Books about startups:

  • The Hard Thing about Hard Things (Ben Horowitz) – A more recent hit, written by the iconic founder of venture behemoth Andreessen Horowitz. I found the first half a bit self-congratulatory, but the second half was full of interesting examples and insights about the challenges and celebrations along the way of building startups.
  • Traction (Gabriel Weinberg) and Lean Startup (Eric Ries) – These are good books to refer back to every once in awhile; they’re kind of like two sides of one coin. Lean Startup focuses on the “rules” of building product in a rapid prototyping/iteration model (“build-measure-learn” cycles), and Traction focuses on distribution and goes through a bunch of marketing and sales tactics to get your product out there.

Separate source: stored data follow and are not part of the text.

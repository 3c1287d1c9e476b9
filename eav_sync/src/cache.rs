//! Process-local cache for configuration and schema-analysis results
//!
//! Entries are stored as JSON values so one driver can hold any serializable type. Keys are
//! namespaced as `<prefix>:<entity type code>:<kind>`.

use std::time::{Duration, Instant};

use dashmap::DashMap;
use serde::de::DeserializeOwned;
use serde::Serialize;

use crate::config::CacheConfig;

/// What a cache entry holds
#[derive(Debug, Clone, Copy, PartialEq, Eq)]
pub enum CacheKind {
    Config,
    SchemaAnalysis,
}

impl CacheKind {
    pub fn as_str(&self) -> &'static str {
        match self {
            CacheKind::Config => "config",
            CacheKind::SchemaAnalysis => "schema-analysis",
        }
    }
}

#[derive(Debug, Clone)]
struct CacheEntry {
    value: serde_json::Value,
    expires_at: Option<Instant>,
}

impl CacheEntry {
    fn is_expired(&self) -> bool {
        self.expires_at.map_or(false, |at| Instant::now() >= at)
    }
}

/// Concurrency-safe TTL cache shared by the registry and the analyzer
#[derive(Debug)]
pub struct CacheDriver {
    entries: DashMap<String, CacheEntry>,
    enabled: bool,
    prefix: String,
    config_ttl: Duration,
    analysis_ttl: Duration,
}

impl CacheDriver {
    pub fn new(config: &CacheConfig) -> Self {
        Self {
            entries: DashMap::new(),
            enabled: config.enabled,
            prefix: config.prefix.clone(),
            config_ttl: Duration::from_secs(config.config_ttl_seconds),
            analysis_ttl: Duration::from_secs(config.schema_analysis_ttl_seconds),
        }
    }

    /// Cache that never stores anything
    pub fn disabled() -> Self {
        Self::new(&CacheConfig {
            enabled: false,
            ..CacheConfig::default()
        })
    }

    pub fn key(&self, entity_type_code: &str, kind: CacheKind) -> String {
        format!("{}:{}:{}", self.prefix, entity_type_code, kind.as_str())
    }

    pub fn ttl(&self, kind: CacheKind) -> Duration {
        match kind {
            CacheKind::Config => self.config_ttl,
            CacheKind::SchemaAnalysis => self.analysis_ttl,
        }
    }

    /// Fetch a live entry; expired or undecodable entries are dropped
    pub fn get<T: DeserializeOwned>(&self, key: &str) -> Option<T> {
        if !self.enabled {
            return None;
        }

        let expired = match self.entries.get(key) {
            Some(entry) if !entry.is_expired() => {
                return serde_json::from_value(entry.value.clone()).ok();
            }
            Some(_) => true,
            None => false,
        };

        if expired {
            self.entries.remove(key);
        }
        None
    }

    /// Store a value; a zero `ttl` means the entry never expires
    pub fn put<T: Serialize>(&self, key: &str, value: &T, ttl: Duration) {
        if !self.enabled {
            return;
        }

        match serde_json::to_value(value) {
            Ok(value) => {
                let expires_at = (!ttl.is_zero()).then(|| Instant::now() + ttl);
                self.entries
                    .insert(key.to_string(), CacheEntry { value, expires_at });
            }
            Err(e) => tracing::warn!(key, error = %e, "Value could not be cached"),
        }
    }

    pub fn get_kind<T: DeserializeOwned>(&self, entity_type_code: &str, kind: CacheKind) -> Option<T> {
        self.get(&self.key(entity_type_code, kind))
    }

    pub fn put_kind<T: Serialize>(&self, entity_type_code: &str, kind: CacheKind, value: &T) {
        self.put(&self.key(entity_type_code, kind), value, self.ttl(kind));
    }

    pub fn forget(&self, key: &str) -> bool {
        self.entries.remove(key).is_some()
    }

    pub fn forget_kind(&self, entity_type_code: &str, kind: CacheKind) -> bool {
        self.forget(&self.key(entity_type_code, kind))
    }

    /// Drop every entry belonging to one entity type
    pub fn forget_entity_type(&self, entity_type_code: &str) {
        let namespace = format!("{}:{}:", self.prefix, entity_type_code);
        self.entries.retain(|key, _| !key.starts_with(&namespace));
    }

    pub fn flush(&self) {
        self.entries.clear();
    }

    pub fn len(&self) -> usize {
        self.entries.len()
    }

    pub fn is_empty(&self) -> bool {
        self.entries.is_empty()
    }
}

#[cfg(test)]
mod tests {
    use super::*;
    use std::thread::sleep;

    fn cache() -> CacheDriver {
        CacheDriver::new(&CacheConfig::default())
    }

    #[test]
    fn keys_are_namespaced_by_prefix_code_and_kind() {
        let cache = cache();
        assert_eq!(cache.key("customer", CacheKind::Config), "eav:customer:config");
        assert_eq!(
            cache.key("customer", CacheKind::SchemaAnalysis),
            "eav:customer:schema-analysis"
        );
    }

    #[test]
    fn entries_expire_after_ttl() {
        let cache = cache();
        cache.put("short", &42u32, Duration::from_millis(20));
        cache.put("forever", &"kept", Duration::ZERO);

        assert_eq!(cache.get::<u32>("short"), Some(42));
        sleep(Duration::from_millis(40));
        assert_eq!(cache.get::<u32>("short"), None);
        assert_eq!(cache.get::<String>("forever").as_deref(), Some("kept"));
        assert_eq!(cache.len(), 1);
    }

    #[test]
    fn forgetting_an_entity_type_leaves_others() {
        let cache = cache();
        cache.put_kind("customer", CacheKind::Config, &1);
        cache.put_kind("customer", CacheKind::SchemaAnalysis, &2);
        cache.put_kind("product", CacheKind::Config, &3);

        cache.forget_entity_type("customer");

        assert_eq!(cache.get_kind::<i32>("customer", CacheKind::Config), None);
        assert_eq!(cache.get_kind::<i32>("product", CacheKind::Config), Some(3));
    }

    #[test]
    fn disabled_cache_stores_nothing() {
        let cache = CacheDriver::disabled();
        cache.put("key", &1, Duration::ZERO);
        assert!(cache.is_empty());
        assert_eq!(cache.get::<i32>("key"), None);
    }
}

  • Zero to One (Peter Thiel) – This is the Peter Thiel meditation on what makes a high-growth, dominant startup. There’s a lot here that I question or don’t agree with (e.g., the focus on building a monopoly as a positive thing, the need to dominate markets, etc.). But, it’s a really useful framework to try to make sense of the modern tech landscape and the difference between a normal business and a venture-backable startup.